I find this as troubling as others do, since monopolies are generally bad things… and in the specific case of healthcare, they are even worse — since Epic now controls a huge chunk of the data in the system and can set the rules about how such data are used. Moreover, our market doesn’t work like a normal one; the issue of “vendor lock” is real — once you’ve invested a few hundred million dollars in your Epic EHR, you’re not going to switch to a “better one” without a huge amount of angst and the rolling of many corporate heads.
The pushback against Epic for being closed (by ONC, the media, their competitors, and patient advocates) is healthy, since the company’s DNA is to stay closed; this has been their winning strategy up till now. But they will open up (their data, their APIs, etc) if the pressure to do so overcomes their innate resistance. This appears to be happening, and I see it as a healthy development.
Great analysis that turns conventional opinion on its head.
One thing this does not overturn, however, is the view that payers in the market have failed to make a business case for hospitals about some information-related aspects of performance and that incentives might be used to accomplish this. For instance, payers have failed to convince hospitals that the costs of achieving HIE are outweighed by the benefits.
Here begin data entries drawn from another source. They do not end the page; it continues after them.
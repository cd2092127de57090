use std::collections::BTreeMap;
use std::fs::{self, File};
use std::io::Write;
use std::path::PathBuf;
use std::sync::atomic::{AtomicBool, AtomicUsize, Ordering};

use parking_lot::Mutex;
use thiserror::Error;

/// On-disk shape of the table: `"<learner>-<difficulty>-<type>"` -> values.
pub type TableDocument = BTreeMap<String, Vec<f64>>;

#[derive(Debug, Error)]
pub enum StoreError {
    #[error("table io error: {0}")]
    Io(#[from] std::io::Error),
    #[error("table serialization error: {0}")]
    Serialization(#[from] serde_json::Error),
    #[error("table store unavailable: {0}")]
    Unavailable(String),
}

/// Durable mirror of the value table.
///
/// `save` must make the whole document durably visible before it returns.
pub trait TableStore: Send + Sync {
    /// `Ok(None)` when nothing has been persisted yet.
    fn load(&self) -> Result<Option<TableDocument>, StoreError>;
    fn save(&self, document: &TableDocument) -> Result<(), StoreError>;
    fn describe(&self) -> String;
}

/// JSON document on the local filesystem, replaced atomically on every save.
pub struct JsonFileStore {
    path: PathBuf,
}

impl JsonFileStore {
    pub fn new(path: impl Into<PathBuf>) -> Self {
        Self { path: path.into() }
    }

    fn staging_path(&self) -> PathBuf {
        let mut name = self
            .path
            .file_name()
            .map(|n| n.to_os_string())
            .unwrap_or_else(|| "qtable.json".into());
        name.push(".tmp");
        self.path.with_file_name(name)
    }
}

impl TableStore for JsonFileStore {
    fn load(&self) -> Result<Option<TableDocument>, StoreError> {
        let raw = match fs::read_to_string(&self.path) {
            Ok(raw) => raw,
            Err(err) if err.kind() == std::io::ErrorKind::NotFound => return Ok(None),
            Err(err) => return Err(err.into()),
        };

        if raw.trim().is_empty() {
            return Ok(None);
        }

        Ok(Some(serde_json::from_str(&raw)?))
    }

    fn save(&self, document: &TableDocument) -> Result<(), StoreError> {
        let bytes = serde_json::to_vec(document)?;

        if let Some(parent) = self.path.parent().filter(|p| !p.as_os_str().is_empty()) {
            fs::create_dir_all(parent)?;
        }

        let staging = self.staging_path();
        {
            let mut file = File::create(&staging)?;
            file.write_all(&bytes)?;
            file.sync_all()?;
        }
        fs::rename(&staging, &self.path)?;

        Ok(())
    }

    fn describe(&self) -> String {
        format!("file:{}", self.path.display())
    }
}

/// Process-local store for tests and ephemeral deployments.
#[derive(Default)]
pub struct MemoryStore {
    document: Mutex<Option<TableDocument>>,
    fail_writes: AtomicBool,
    saves: AtomicUsize,
}

impl MemoryStore {
    pub fn new() -> Self {
        Self::default()
    }

    pub fn with_document(document: TableDocument) -> Self {
        Self {
            document: Mutex::new(Some(document)),
            ..Self::default()
        }
    }

    /// Makes every subsequent `save` fail until cleared.
    pub fn set_fail_writes(&self, fail: bool) {
        self.fail_writes.store(fail, Ordering::SeqCst);
    }

    pub fn save_count(&self) -> usize {
        self.saves.load(Ordering::SeqCst)
    }

    pub fn snapshot(&self) -> Option<TableDocument> {
        self.document.lock().clone()
    }
}

impl TableStore for MemoryStore {
    fn load(&self) -> Result<Option<TableDocument>, StoreError> {
        Ok(self.document.lock().clone())
    }

    fn save(&self, document: &TableDocument) -> Result<(), StoreError> {
        if self.fail_writes.load(Ordering::SeqCst) {
            return Err(StoreError::Unavailable("writes disabled".to_string()));
        }
        *self.document.lock() = Some(document.clone());
        self.saves.fetch_add(1, Ordering::SeqCst);
        Ok(())
    }

    fn describe(&self) -> String {
        "memory".to_string()
    }
}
In another post (https://thehealthcareblog.com/blog/2014/11/26/rip-meaningful-use-2009-2014/), you called for the sunsetting of meaningful use except for creating standardized and publicly available APIs. At the time, I thought the post made sense. But reading this one, I wonder if we should double down on MU, putting another large pool of incentives behind it to make hospitals care about using the APIs? The payments could then go, for instance, to the pass fail testing Fred Trotter described here: https://thehealthcareblog.com/blog/2015/04/03/learning-from-our-interoperability-failures/.
“Mister, that’s going in in your permanent record!”
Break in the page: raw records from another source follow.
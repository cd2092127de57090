pub mod config;
pub mod logging;
pub mod qlearn;
pub mod response;
pub mod routes;
pub mod services;
pub mod state;

use std::sync::Arc;

use tower_http::{cors::CorsLayer, trace::TraceLayer};

use crate::qlearn::{AdaptiveSelector, JsonFileStore, SelectorConfig, TableStore};
use crate::state::AppState;

pub fn create_selector(config: &config::Config) -> Arc<AdaptiveSelector> {
    let store: Arc<dyn TableStore> = Arc::new(JsonFileStore::new(config.qtable_path.clone()));
    Arc::new(AdaptiveSelector::new(SelectorConfig::from_env(), store))
}

pub fn create_app(selector: Arc<AdaptiveSelector>) -> axum::Router {
    routes::router(AppState::new(selector))
        .layer(TraceLayer::new_for_http())
        .layer(CorsLayer::permissive())
}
http://regionalextensioncenter.blogspot.com/2015/04/the-old-internet-of-data-new-internet.html
It’s MUCH worse than people realize.
Agreed. Right now there are a good number of patients who refuse to share relevant information with their docs…..and the number is going to grow as more become aware their intimate secrets are up in the cloud waiting to be hacked or used for surveillance and control by the social engineers and technocrats (most of whom are true believers that this will all be for the general welfare).
This is a big deal to our culture: putting the most intimate details of everyone in effectively readable archives, that might be essentially permanent.
I think the societal impact is going to follow a latent incubation period of a few years, while we assimilate and think about what has happened to us.
There isn’t anyone without a medical secret. There isn’t anyone who cant be embarressed.
Read the reports of Kaiser’s former employee, Justen Deal circa 2007. Wall Street Journal front page.